- _WORK REQUEST_: Collect each line of the records containing the string "crates".

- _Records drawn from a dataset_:
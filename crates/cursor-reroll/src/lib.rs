//! cursor-reroll library - exposes modules for integration tests

pub mod errors;
pub mod output;
pub mod prompt;
pub mod reset_flow;
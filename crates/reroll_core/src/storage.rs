//! The identifier storage document
//!
//! `storage.json` is a flat-ish JSON object owned by the editor. This
//! module only ever touches the three identifier keys; every other key
//! passes through a rewrite untouched.
//!
//! v0.3.0: merge into the existing document instead of replacing it.
//! Earlier versions dropped editor state on every reset.

use serde_json::{Map, Value};
use std::fs;
use std::path::Path;
use tracing::debug;

use crate::error::ResetError;
use crate::identity::DeviceIdentity;

/// The storage document, keyed by dotted setting names
pub type StorageDoc = Map<String, Value>;

/// Read the storage document, degrading to empty on any problem
///
/// Missing file, unreadable file, unparseable JSON and a top-level
/// value that is not an object all yield an empty document. The caller
/// has already backed up whatever is on disk, so nothing is lost by
/// starting fresh.
pub fn load_or_empty(path: &Path) -> StorageDoc {
    let raw = match fs::read_to_string(path) {
        Ok(raw) => raw,
        Err(e) => {
            debug!("storage not readable ({}); starting from an empty document", e);
            return StorageDoc::new();
        }
    };

    match serde_json::from_str::<Value>(&raw) {
        Ok(Value::Object(doc)) => doc,
        Ok(other) => {
            debug!(
                "storage top level is {} rather than an object; starting fresh",
                json_type_name(&other)
            );
            StorageDoc::new()
        }
        Err(e) => {
            debug!("storage did not parse ({}); starting fresh", e);
            StorageDoc::new()
        }
    }
}

/// Overlay a fresh identity onto a document
///
/// Pure function of its inputs: inserts or replaces exactly the three
/// identifier keys and touches nothing else.
pub fn merge_identity(mut doc: StorageDoc, identity: &DeviceIdentity) -> StorageDoc {
    for (key, value) in identity.pairs() {
        doc.insert(key.to_string(), Value::String(value.to_string()));
    }
    doc
}

/// Write a document to disk as pretty-printed JSON
///
/// Parent directories are created as needed, which covers the
/// freshly-installed case where `globalStorage/` does not exist yet.
pub fn persist(path: &Path, doc: &StorageDoc) -> Result<(), ResetError> {
    ensure_parent(path)?;
    let rendered = serde_json::to_string_pretty(doc)?;
    fs::write(path, rendered)?;
    Ok(())
}

/// Create the parent directory chain of `path` if it is missing
pub fn ensure_parent(path: &Path) -> Result<(), ResetError> {
    if let Some(parent) = path.parent() {
        if !parent.as_os_str().is_empty() {
            fs::create_dir_all(parent)?;
        }
    }
    Ok(())
}

fn json_type_name(value: &Value) -> &'static str {
    match value {
        Value::Null => "null",
        Value::Bool(_) => "a boolean",
        Value::Number(_) => "a number",
        Value::String(_) => "a string",
        Value::Array(_) => "an array",
        Value::Object(_) => "an object",
    }
}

- _OUTPUT OF THE TASK_:
filename crates/cursor-reroll/src/lib.rs
filename crates/reroll_core/src/storage.rs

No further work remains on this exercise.